Il padre: un racconto toccante e reale che smuove le corde dell’animo umano

Ieri sera il pubblico del De Filippo di Agropoli soddisfatto e commosso per l’interpretazione di Alessandro Haber e del suo cast

Di Barbara Maurano

È sempre difficile trattare temi che sono vicini alle paure dell’animo umano. Eppure, ieri sera, al “De Filippo” di Agropoli, è andato in scena uno spettacolo che guarda in faccia alla malattia e al limite della natura umana, descrivendone delicatamente le sfumature più recondite e più vere. “Il padre”, scritto dalla sapiente penna di Florian Zeller e diretto da Piero Maccarinelli, ha commosso il pubblico di Agropoli che ha molto apprezzato lo spettacolo. Tanti sono gli elementi del successo di questo racconto teatrale che, da tre anni, è in giro per l’Italia. Primo fra tutti un  cast di veri attori.

Alessandro Haber domina la scena e diventa Andrea, un uomo affetto dal morbo di Alzheimer, che non si arrende alla sua malattia e che, a volte, insinua nello spettatore il dubbio che la sua condizione sia solo una messinscena per non guardare in faccia alla bruttezze della vita. Andrea è un personaggio burbero ma simpatico che subito crea empatia con il pubblico. Un modo per sorridere pirandellianamente sulle incertezze in cui ti catapulta la perdita della memoria. Ad assistere Andrea in questo cammino c’è Anna, sua figlia, interpretata da una superba Lucrezia Lante della Rovere che entra nella storia con la delicatezza che il tema impone, mettendo in scena il dolore, il patimento dell’animo umano, la battaglia morale che ogni giorno vive con se stesso chi è costretto a vedere un proprio familiare perdere le propria forza. Anna è una figlia  alle prese con l’accettazione che suo padre stia ritornando a uno stato infantile, non riconosce in lui quel timore, quel senso di genitorialità che ha sempre avuto. Ci si accorge di essere davvero figli quando i padri non sono più come li ricordavamo, quando arriva quel momento in cui loro hanno bisogno di noi. È quello che Anna cerca di spiegare  a Piero, suo marito, interpretato da un elegante Paolo Giovannucci.

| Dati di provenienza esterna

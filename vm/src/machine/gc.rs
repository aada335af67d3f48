use memory::{SweepStats, Value};
use tracing::{debug, trace};

/// Trait for garbage collection operations
pub trait GarbageCollector {
    fn collect_garbage(&mut self) -> SweepStats;
    /// Collects with `extra` treated as additional roots.
    fn collect_garbage_with(&mut self, extra: &[Value]) -> SweepStats;
    fn mark_roots(&self) -> Vec<Value>;
}

impl GarbageCollector for super::vm::VM {
    fn collect_garbage(&mut self) -> SweepStats {
        self.collect_garbage_with(&[])
    }

    fn collect_garbage_with(&mut self, extra: &[Value]) -> SweepStats {
        // Thunks on the Rust stack hold raw pointers into userdata.
        if self.in_native() {
            trace!("collection deferred: native operation in progress");
            return SweepStats::default();
        }

        let before = self.heap.bytes_allocated;
        if self.stress_mode {
            trace!("GC triggered (stress mode)");
        }

        let mut roots = self.mark_roots();
        roots.extend_from_slice(extra);
        self.heap.trace(roots);
        let stats = self.heap.sweep();

        // Dynamic Threshold: Double it, never below the configured floor
        self.heap.next_gc_threshold =
            std::cmp::max(self.heap.bytes_allocated * 2, self.config.gc_threshold);

        debug!(
            before,
            after = self.heap.bytes_allocated,
            destroyed = stats.destroyed,
            "garbage collection finished"
        );
        stats
    }

    fn mark_roots(&self) -> Vec<Value> {
        let mut roots = Vec::new();

        // 1. Globals
        roots.extend(self.globals.values().map(|entry| entry.value));

        // 2. Interned names
        roots.extend(self.interner.values().map(|&h| Value::string(h)));

        // 3. Registered types: table contents and the script-visible type table
        for ty in &self.types {
            if let Some(table) = &ty.table {
                roots.extend(table.roots());
            }
            if let Some(global) = ty.global {
                roots.push(global);
            }
        }

        roots
    }
}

A completare il quadro del racconto, sottile e mai invadente, della malattia ci sono due personaggi ( Daniela Scarlatti e Riccardo Floris) che, all’inizio, appaiono come se fossero delle proiezioni mentali del protagonista, inducendo lo spettatore a chiedersi  che ruolo avranno poi nella storia. Alla fine si riveleranno i personaggi più reali, coloro davvero assistono il povero Andrea. E così il gioco di luci (Umile Vainieri) e di scene (Gianluca Amodio), che aveva condotto lo spettatore in questo viaggio  anche scenografico all’interno della mente di Antonio,  ha compimento in una stanza di ospedale, in cui Andrea continua ad essere se stesso a discapito di un mondo circostante diverso.

A riportarci alla realtà è anche  la figura di Laura( Ilaria Gianatiempo), una sorta di badante che fa da collante, da pretesto per percepire il vero dolore che aleggia intorno alla famiglia, un lutto che tutti vorrebbero dimenticare, ma che solo Andrea può fare perché affetto dal morbo di Alzheimer. E dunque, forse, a volte, non tutti i mali vengono per nuocere e quella malattia che, all’inizio, sembrava un anatema, alla fine sembra quasi una benedizione. E così il pubblico esce commosso e soddisfatto per aver assistito ad uno spettacolo toccante, a tratti umoristico, un vero racconto teatrale che mette in scena la vita e ridona allo spettatore la memoria di ciò che può essere ancora il teatro.